An early-career computational biologist discusses the impact of molecular biology on societal issues.
It all started with Bacillus cereus.
The name may not be familiar, but most likely the symptoms it causes are. Foodborne pathogen B. cereus usually causes 24 hours of nausea, diarrhoea, and/or vomiting when improperly cooked or stored foods are eaten after being left at room temperature for too long. This form of food poisoning, while typically mild, is caused by a toxin produced by B. cereus, which cannot be cooked away. The US Centers for Disease Control and Prevention estimate that the US has more than 63,000 cases of B. cereus illness each year – all of which are attributed to eating contaminated food.
Laura Carroll is a postdoc in EMBL’s Zeller team and the recent recipient of the International Association for Food Protection’s Institut Merieux Young Investigator Award in Antimicrobial Resistance. B. cereus was an important part of her PhD work, which she began in 2014 at Cornell University in New York state. “No one else was studying this much at the time, so I somehow found a little niche for myself with B. cereus,” Laura recalls. “Today, I’m interested in developing computational methods that give us insight into other microorganisms that pose a threat to global public health.”
At EMBL, Laura has been developing machine learning models that can find and identify biosynthetic gene clusters (BGCs) in bacterial genomes. BGCs are groups of genes in a bacterium’s genome that allow the bacterium to produce specialised metabolites. These metabolites can give the microbes that produce them certain advantages, allowing the microbes to interact with their environment or with other bacteria, or to respond to specific stressors. Some BGC-encoded metabolites, such as the toxin produced by B. cereus, are bad for humans and can cause illness. However, other metabolites encoded by BGCs have important uses in medicine: many antibiotics, cardiovascular drugs, and other medications (e.g. anticancer and anti-inflammatory or immunosuppressant agents) have historically been created from BGC-encoded metabolites.

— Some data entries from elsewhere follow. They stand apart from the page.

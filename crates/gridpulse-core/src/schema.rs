//! Grid schema
//!
//! Balancing authorities own series; series own timestamped observations.
//! [`Catalog`] keeps the rows in memory and enforces the uniqueness keys:
//! authority `code`, series `(ba_id, kind, subtype)` and observation
//! `(series_id, ts)`. Upserts never modify an existing row.

use crate::error::CatalogError;
use chrono::{DateTime, Utc};
use serde::{Deserialize, Serialize};
use std::collections::HashMap;
use std::fmt;

/// Row identifier
pub type Id = u64;

/// Regional grid operator
#[derive(Debug, Clone, PartialEq, Eq, Serialize, Deserialize)]
#[serde(rename_all = "camelCase")]
pub struct BalancingAuthority {
    /// Row ID
    pub id: Id,
    /// Operator code, unique (e.g. `PJM`)
    pub code: String,
    /// Display name
    pub name: String,
    /// IANA time zone
    pub timezone: String,
    /// Grid region
    pub region: Option<String>,
}

/// Insert payload for [`BalancingAuthority`]
#[derive(Debug, Clone, PartialEq, Eq)]
pub struct NewBalancingAuthority {
    /// Operator code
    pub code: String,
    /// Display name
    pub name: String,
    /// IANA time zone
    pub timezone: String,
    /// Grid region
    pub region: Option<String>,
}

/// Measurement family of a series
#[derive(Debug, Clone, Copy, PartialEq, Eq, Hash, PartialOrd, Ord, Serialize, Deserialize)]
#[serde(rename_all = "lowercase")]
pub enum SeriesKind {
    /// Total demand
    Demand,
    /// Generation, usually split by fuel subtype
    Generation,
    /// Net interchange with neighbors
    Interchange,
}

impl SeriesKind {
    /// Stored name
    #[must_use]
    pub const fn as_str(self) -> &'static str {
        match self {
            Self::Demand => "demand",
            Self::Generation => "generation",
            Self::Interchange => "interchange",
        }
    }
}

impl fmt::Display for SeriesKind {
    fn fmt(&self, f: &mut fmt::Formatter<'_>) -> fmt::Result {
        f.write_str(self.as_str())
    }
}

/// Named time series scoped to one authority
#[derive(Debug, Clone, PartialEq, Eq, Serialize, Deserialize)]
#[serde(rename_all = "camelCase")]
pub struct Series {
    /// Row ID
    pub id: Id,
    /// Owning authority
    pub ba_id: Id,
    /// Measurement family
    #[serde(rename = "type")]
    pub kind: SeriesKind,
    /// Fuel or other refinement
    pub subtype: Option<String>,
    /// Units of every observation
    pub units: String,
    /// Human description
    pub description: String,
    /// Upstream series identifier
    pub eia_series_id: String,
    /// Whether ingestion should update it
    pub is_active: bool,
}

/// Insert payload for [`Series`]
#[derive(Debug, Clone, PartialEq, Eq)]
pub struct NewSeries {
    /// Owning authority
    pub ba_id: Id,
    /// Measurement family
    pub kind: SeriesKind,
    /// Fuel or other refinement
    pub subtype: Option<String>,
    /// Units
    pub units: String,
    /// Human description
    pub description: String,
    /// Upstream series identifier
    pub eia_series_id: String,
}

/// Data quality of an observation
#[derive(Debug, Clone, Copy, PartialEq, Eq, Hash, Serialize, Deserialize)]
#[serde(rename_all = "lowercase")]
pub enum QualityFlag {
    /// Reported value
    Good,
    /// Estimated or imputed
    Estimated,
    /// Placeholder for a gap
    Missing,
}

/// One reading of a series
#[derive(Debug, Clone, PartialEq, Serialize, Deserialize)]
#[serde(rename_all = "camelCase")]
pub struct Observation {
    /// Owning series
    pub series_id: Id,
    /// Reading time
    pub ts: DateTime<Utc>,
    /// Reading
    pub value: f64,
    /// Data quality
    pub quality_flag: QualityFlag,
}

/// Result of an upsert
#[derive(Debug, Clone, Copy, PartialEq, Eq)]
pub enum Upsert {
    /// A new row was inserted
    Created(Id),
    /// A row with the same unique key already existed and was left as is
    Existing(Id),
}

impl Upsert {
    /// ID of the row
    #[must_use]
    pub const fn id(self) -> Id {
        match self {
            Self::Created(id) | Self::Existing(id) => id,
        }
    }

    /// Whether the call inserted a row
    #[must_use]
    pub const fn created(self) -> bool {
        matches!(self, Self::Created(_))
    }
}

type SeriesKey = (Id, SeriesKind, String);

/// In-memory grid catalog
#[derive(Debug, Default)]
pub struct Catalog {
    authorities: Vec<BalancingAuthority>,
    series: Vec<Series>,
    observations: Vec<Observation>,
    authority_by_code: HashMap<String, Id>,
    series_by_key: HashMap<SeriesKey, Id>,
    observation_index: HashMap<(Id, DateTime<Utc>), usize>,
}

impl Catalog {
    /// Empty catalog
    #[must_use]
    pub fn new() -> Self {
        Self::default()
    }

    /// Insert an authority unless its code exists
    pub fn upsert_authority(
        &mut self,
        authority: NewBalancingAuthority,
    ) -> Result<Upsert, CatalogError> {
        if authority.code.trim().is_empty() {
            return Err(CatalogError::EmptyField("code"));
        }
        if let Some(&id) = self.authority_by_code.get(&authority.code) {
            return Ok(Upsert::Existing(id));
        }

        let id = next_id(self.authorities.len());
        self.authority_by_code.insert(authority.code.clone(), id);
        self.authorities.push(BalancingAuthority {
            id,
            code: authority.code,
            name: authority.name,
            timezone: authority.timezone,
            region: authority.region,
        });
        Ok(Upsert::Created(id))
    }

    /// Insert a series unless `(ba_id, kind, subtype)` exists
    ///
    /// A missing subtype and an empty one share a key.
    pub fn upsert_series(&mut self, series: NewSeries) -> Result<Upsert, CatalogError> {
        if self.authority(series.ba_id).is_none() {
            return Err(CatalogError::UnknownAuthority(series.ba_id));
        }
        let key = (
            series.ba_id,
            series.kind,
            series.subtype.clone().unwrap_or_default(),
        );
        if let Some(&id) = self.series_by_key.get(&key) {
            return Ok(Upsert::Existing(id));
        }

        let id = next_id(self.series.len());
        self.series_by_key.insert(key, id);
        self.series.push(Series {
            id,
            ba_id: series.ba_id,
            kind: series.kind,
            subtype: series.subtype,
            units: series.units,
            description: series.description,
            eia_series_id: series.eia_series_id,
            is_active: true,
        });
        Ok(Upsert::Created(id))
    }

    /// Insert an observation unless `(series_id, ts)` exists
    pub fn upsert_observation(&mut self, observation: Observation) -> Result<bool, CatalogError> {
        if self.series_by_id(observation.series_id).is_none() {
            return Err(CatalogError::UnknownSeries(observation.series_id));
        }
        let key = (observation.series_id, observation.ts);
        if self.observation_index.contains_key(&key) {
            return Ok(false);
        }
        self.observation_index.insert(key, self.observations.len());
        self.observations.push(observation);
        Ok(true)
    }

    /// Authority by ID
    #[must_use]
    pub fn authority(&self, id: Id) -> Option<&BalancingAuthority> {
        index_of(id).and_then(|i| self.authorities.get(i))
    }

    /// Authority by code
    #[must_use]
    pub fn authority_by_code(&self, code: &str) -> Option<&BalancingAuthority> {
        self.authority_by_code
            .get(code)
            .and_then(|&id| self.authority(id))
    }

    /// Series by ID
    #[must_use]
    pub fn series_by_id(&self, id: Id) -> Option<&Series> {
        index_of(id).and_then(|i| self.series.get(i))
    }

    /// Series of one authority, in insertion order
    pub fn series_for(&self, ba_id: Id) -> impl Iterator<Item = &Series> {
        self.series.iter().filter(move |s| s.ba_id == ba_id)
    }

    /// Observations of one series, in insertion order
    pub fn observations_for(&self, series_id: Id) -> impl Iterator<Item = &Observation> {
        self.observations
            .iter()
            .filter(move |o| o.series_id == series_id)
    }

    /// Observation by unique key
    #[must_use]
    pub fn observation(&self, series_id: Id, ts: DateTime<Utc>) -> Option<&Observation> {
        self.observation_index
            .get(&(series_id, ts))
            .and_then(|&i| self.observations.get(i))
    }

    /// All authorities
    #[must_use]
    pub fn authorities(&self) -> &[BalancingAuthority] {
        &self.authorities
    }

    /// All series
    #[must_use]
    pub fn series(&self) -> &[Series] {
        &self.series
    }

    /// All observations
    #[must_use]
    pub fn observations(&self) -> &[Observation] {
        &self.observations
    }
}

// IDs start at 1, like the database sequences they stand in for.
fn next_id(len: usize) -> Id {
    len as Id + 1
}

fn index_of(id: Id) -> Option<usize> {
    usize::try_from(id).ok()?.checked_sub(1)
}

The computer model Laura currently uses took approximately two years to build and train. “We’re essentially helping scientists hunt for antibiotics, toxins, and other novel metabolites encoded by these groups of genes,” Laura says. “Ours is a machine learning-based approach. We train a model by showing it examples of what a BGC looks like. Well-annotated genomic data guide this process, indicating what might be a BGC.”
Laura’s prototype program is a work in progress, but is already available to help experimentalists more precisely target their own hunts for BGCs.
From maths to gene discovery
With a love of maths, supportive science teachers, and a mother who was a rheumatologist and STEM role model, Laura’s interest in pursuing a career in science grew as she got older.
“Initially, I’d planned on doing more math as an undergrad, but I discovered computational biology was a more inclusive space for women in science,” she recalls. “I had female role models who made it seem like a viable career option. Not everyone has that experience.”
During her PhD on antimicrobial resistance, Laura discovered a novel gene in a strain of Salmonella. The gene she discovered, called mcr-9, enables some bacteria to become resistant to an antibiotic called colistin under certain conditions.
“Basically, colistin is a last-resort antibiotic that is critically important to human medicine,” Laura explains. “It’s used to treat people with extensively drug resistant bacterial infections, when all other antibiotics have failed. So, by finding this gene, it can help us understand why and how this resistance occurs, so that we can potentially start a path towards developing new antibiotics that don’t have this same vulnerability.”
In 2019, Laura joined EMBL, seeking a research experience that would broaden her horizons.
“I think it’s important to experience new ways of doing things,” she says. “I’ve learned new methods and been introduced to new schools of thought. There’s not just one way to work with a dataset.”
Laura believes the research landscape will be enhanced by the next EMBL Programme, Molecules to Ecosystems, which begins in 2022. The programme encourages scientists to carry out multidisciplinary work and to step outside the lab to study life in the context of its natural environment. She points to the COVID-19 pandemic as the best justification for broadening the scope of molecular biology in this way. A world with fast and frequent travel enriches our lives, but it also presents risks, with new opportunities for disease to spread more quickly and widely. Molecular biology can help us to solve some of these challenges.
“We’re travelling more. Global supply chains allow us to get food and livestock from all over the world. We’re more interconnected than ever before,” Laura says. “And this dovetails into what I am interested in: how we interact with food and the environment, and how it sets up a path for the transmission of pathogens.”